**WHAT IS NEEDED**. Gather all lines from the material that contain the word "Hash".

**INFORMATION**.
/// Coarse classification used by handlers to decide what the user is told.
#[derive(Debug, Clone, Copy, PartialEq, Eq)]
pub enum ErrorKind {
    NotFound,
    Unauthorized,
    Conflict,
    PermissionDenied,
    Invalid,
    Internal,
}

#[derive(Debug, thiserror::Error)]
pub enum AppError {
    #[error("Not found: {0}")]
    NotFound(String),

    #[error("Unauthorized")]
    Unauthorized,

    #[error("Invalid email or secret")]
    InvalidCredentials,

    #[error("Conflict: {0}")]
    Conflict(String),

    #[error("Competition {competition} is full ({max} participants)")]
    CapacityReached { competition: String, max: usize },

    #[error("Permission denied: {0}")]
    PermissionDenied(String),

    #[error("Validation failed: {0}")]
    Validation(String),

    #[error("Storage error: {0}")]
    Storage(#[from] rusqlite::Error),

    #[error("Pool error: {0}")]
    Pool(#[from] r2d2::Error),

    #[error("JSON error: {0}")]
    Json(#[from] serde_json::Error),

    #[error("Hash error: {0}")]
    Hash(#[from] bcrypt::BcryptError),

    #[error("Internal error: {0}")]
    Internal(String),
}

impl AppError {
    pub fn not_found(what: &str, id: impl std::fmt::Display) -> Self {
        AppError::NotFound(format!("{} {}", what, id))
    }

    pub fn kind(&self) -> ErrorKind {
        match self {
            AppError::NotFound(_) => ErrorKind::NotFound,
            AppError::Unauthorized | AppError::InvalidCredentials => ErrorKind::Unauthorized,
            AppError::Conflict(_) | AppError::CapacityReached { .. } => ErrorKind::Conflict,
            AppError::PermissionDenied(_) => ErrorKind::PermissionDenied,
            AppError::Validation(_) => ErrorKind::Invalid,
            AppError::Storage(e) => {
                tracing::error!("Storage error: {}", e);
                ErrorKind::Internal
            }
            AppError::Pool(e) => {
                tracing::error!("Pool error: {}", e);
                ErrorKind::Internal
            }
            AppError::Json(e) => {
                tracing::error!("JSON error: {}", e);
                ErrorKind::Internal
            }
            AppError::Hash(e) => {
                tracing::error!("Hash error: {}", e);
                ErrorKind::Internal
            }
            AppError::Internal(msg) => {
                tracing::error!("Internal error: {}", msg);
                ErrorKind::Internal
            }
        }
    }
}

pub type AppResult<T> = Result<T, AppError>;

**TASK SOLUTION**.
    #[error("Hash error: {0}")]
    Hash(#[from] bcrypt::BcryptError),
            AppError::Hash(e) => {
                tracing::error!("Hash error: {}", e);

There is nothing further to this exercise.